Take a bunch of wolverines. Throw them into a roaring F5 tornado. That’s a toddler. It’ll tear through your home, shrieking and whirling about, scooping things up and depositing them elsewhere. It’ll lose things. It’ll destroy other things. It’ll change direction in the hair’s breadth of a moment — “I’m doing this no now I’m doing this other thing wait what’s that over there.”

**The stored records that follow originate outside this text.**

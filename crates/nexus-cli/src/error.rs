//! Error types for the CLI application.

use thiserror::Error;

/// Result type alias for CLI operations.
pub type Result<T> = std::result::Result<T, CliError>;

/// CLI-specific errors.
#[derive(Debug, Error)]
pub enum CliError {
    /// Configuration error
    #[error("Configuration error: {0}")]
    Config(String),

    /// Invalid input
    #[error("Invalid input: {0}")]
    InvalidInput(#[from] nexus_domain::DomainError),

    /// Pipeline error
    #[error("Pipeline error: {0}")]
    Pipeline(#[from] nexus_pipeline::PipelineError),

    /// Provider error
    #[error("Provider error: {0}")]
    Provider(#[from] nexus_llm::ProviderError),

    /// I/O error
    #[error("I/O error: {0}")]
    Io(#[from] std::io::Error),

    /// Serialization error
    #[error("Serialization error: {0}")]
    Serialization(#[from] serde_json::Error),

    /// TOML parsing error
    #[error("TOML parsing error: {0}")]
    Toml(#[from] toml::de::Error),

    /// Operation not permitted
    #[error("Operation not permitted: {0}")]
    NotPermitted(String),
}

Two guaranteed meltdown triggers, however, are: hungry and tired. May the gods help you if both the SLEEP and FOOD boxes remain unchecked because I’m pretty sure that’s how you get the Reavers from Firefly. If ever you are near a toddler and you’re like, “I have no idea what’s wrong with this flailing creature,” ask yourself — when did they last eat? And when did they last sleep? Fix one or both as swiftly as the time-space continuum allows.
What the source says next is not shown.